Mr. Shilling's analysis found that about 1 in 5 Americans hold a government job or a job reliant on federal spending. A similar number receive Social Security or a government pension. About 19 million others get food stamps, 2 million get subsidized housing, and 5 million get education grants. For all these categories, Mr. Shilling counted dependents as well as the direct recipients of government income.

But its way down at the end I really get the picture:

looked at data from 1950 through 2004. His tally was conservative on several fronts – including the care he took to avoid double-counting anyone.

He added up the number of federal, state, and local government workers, plus private sector workers who owe their jobs to government. He then tallied the recipients of transfer payments (like pensions) and a few other substantial programs (like food stamps). And he tacked on the dependents of these direct beneficiaries.

So lets see we have dependents as well as the people getting the money directly, so lets say an average of .5 dependent, not 1.5 for an average family. We are down to 35.0%.

Lets see 1 in 5 get social security or a Government Pension, I'm not sure I like counting those Social Security people since they, like me, paid for it.

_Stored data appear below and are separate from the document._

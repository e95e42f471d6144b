//! I/O helpers: configuration files on disk.

pub mod config;
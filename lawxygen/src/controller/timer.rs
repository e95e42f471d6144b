//! Deadline queue for a controller's deferred transitions.
//!
//! Each pending transition is an entry keyed by what it will do. Entries can
//! be cancelled individually or all at once on teardown; a cancelled entry
//! never fires.

use tokio::time::{Instant, sleep_until};

#[derive(Debug)]
pub struct TimerQueue<K> {
    entries: Vec<(K, Instant)>,
}

impl<K> Default for TimerQueue<K> {
    fn default() -> Self {
        Self {
            entries: Vec::new(),
        }
    }
}

impl<K: Copy + Eq> TimerQueue<K> {
    pub fn new() -> Self {
        Self::default()
    }

    /// Schedule `key` at `at`, replacing any pending entry with the same key.
    pub fn schedule(&mut self, key: K, at: Instant) {
        self.cancel(key);
        self.entries.push((key, at));
    }

    /// Cancel the entry for `key`. Returns whether one was pending.
    pub fn cancel(&mut self, key: K) -> bool {
        let before = self.entries.len();
        self.entries.retain(|(k, _)| *k != key);
        self.entries.len() != before
    }

    /// Cancel everything. Returns how many entries were dropped.
    pub fn cancel_all(&mut self) -> usize {
        let count = self.entries.len();
        self.entries.clear();
        count
    }

    pub fn next_deadline(&self) -> Option<Instant> {
        self.entries.iter().map(|(_, at)| *at).min()
    }

    /// Remove and return the earliest entry due at `now`.
    ///
    /// Ties resolve in scheduling order.
    pub fn pop_due(&mut self, now: Instant) -> Option<K> {
        let (index, _) = self
            .entries
            .iter()
            .enumerate()
            .filter(|(_, (_, at))| *at <= now)
            .min_by_key(|(i, (_, at))| (*at, *i))?;
        Some(self.entries.remove(index).0)
    }
}

/// Wait for `deadline`, or forever when nothing is scheduled.
pub async fn sleep_until_deadline(deadline: Option<Instant>) {
    match deadline {
        Some(at) => sleep_until(at).await,
        None => std::future::pending().await,
    }
}

#[cfg(test)]
mod tests {
    use std::time::Duration;

    use super::*;

    #[derive(Debug, Clone, Copy, PartialEq, Eq)]
    enum Key {
        A,
        B,
        C,
    }

    #[test]
    fn pop_due_returns_earliest_first() {
        let base = Instant::now();
        let mut timers = TimerQueue::new();
        timers.schedule(Key::B, base + Duration::from_millis(20));
        timers.schedule(Key::A, base + Duration::from_millis(10));
        timers.schedule(Key::C, base + Duration::from_millis(30));

        let now = base + Duration::from_millis(25);
        assert_eq!(timers.pop_due(now), Some(Key::A));
        assert_eq!(timers.pop_due(now), Some(Key::B));
        assert_eq!(timers.pop_due(now), None);
        assert_eq!(timers.next_deadline(), Some(base + Duration::from_millis(30)));
    }

    #[test]
    fn schedule_replaces_same_key() {
        let base = Instant::now();
        let mut timers = TimerQueue::new();
        timers.schedule(Key::A, base + Duration::from_millis(10));
        timers.schedule(Key::A, base + Duration::from_millis(50));

        assert_eq!(timers.pop_due(base + Duration::from_millis(20)), None);
        assert_eq!(timers.next_deadline(), Some(base + Duration::from_millis(50)));
        assert_eq!(timers.pop_due(base + Duration::from_millis(50)), Some(Key::A));
        assert_eq!(timers.next_deadline(), None);
    }

    #[test]
    fn cancelled_entries_never_fire() {
        let base = Instant::now();
        let mut timers = TimerQueue::new();
        timers.schedule(Key::A, base);
        timers.schedule(Key::B, base);

        assert!(timers.cancel(Key::A));
        assert!(!timers.cancel(Key::A));
        assert_eq!(timers.cancel_all(), 1);
        assert_eq!(timers.pop_due(base + Duration::from_secs(1)), None);
        assert_eq!(timers.next_deadline(), None);
    }
}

So I'll knock out another 15% off that list (less than average dependents), and we are down to 20%

Then we have those with a Government Job or those reliant on federal spending (lets see that is government employees, defense contractors, all those other contractors, religious abstinence programs, teachers, homeland security etc.) Another 20%. so we sound pretty close to zero if we think most government employees and contractors deserve pay!

I presume he accounted for a bit more overlap since the 19 million get food stamps, 2 million subsidized housing, and 5 million education grants which by themselves may total something like 10-15% if you look at dependents.

Yet I still have problems with this. Food stamps do not amount to too much per person yet they help farmers. Come to think of it he did not mention farm subsidies? Or all those under cost Oil leases. And when it comes to Education do these grants help education as much as they help students?

He divided his total by the US population to get a "government beneficiary" ratio for each decade. The ratio has risen, he found, from 28.3 percent in 1950 to a peak of 55.0 percent in 1980. It edged down in 1990 and again in 2000, and now has begun climbing again.

And finally we learn that things actually were worse in 1980 than they are now! And it was at 49.4% in 2000 - How could that happen with all the magical tax cuts? - could it be all those extra outsourcing contracts to Haliburton? Measuring decade by decade we don't know if it was Reagan or Clinton that caused the decline, or for that matter if it was Nixon/Ford or Carter that caused the increase...or is it more dependent on demographics or employment or some other variable?

In conclusion, this whole report may be entirely accurate, yet useless!

Addendum:

CounterPunch has a relevant article on Military Spending as income redistribution:

there is another (less obvious but perhaps more critical) factor behind the recent rise of U.S. military aggressions abroad: war profiteering by the Pentagon contractors. Frequently invoking dubious "threats to our national security and/or interests," these beneficiaries of war dividends, the military-industrial complex and related businesses whose interests are vested in the Pentagon's appropriation of public money, have successfully used war and military spending to justify their lion's share of tax dollars and to disguise their strategy of redistributing national income in their favor.

That's just one example of what I would define as being 'on the Dole'.

And from the Hartford Courant today:

The federal government has taken billions of dollars from the taxes and fees that airline passengers pay every time they fly and awarded it to small airports used mainly by private pilots and globe-trotting corporate executives.

I suggest reading the details when the summary says 'the federal government' , it always has to be some combination of 'the Bush Administration, the Republican Congress, and/or the Clinton Administration, the former Democratic Congress' etc. who did/does things.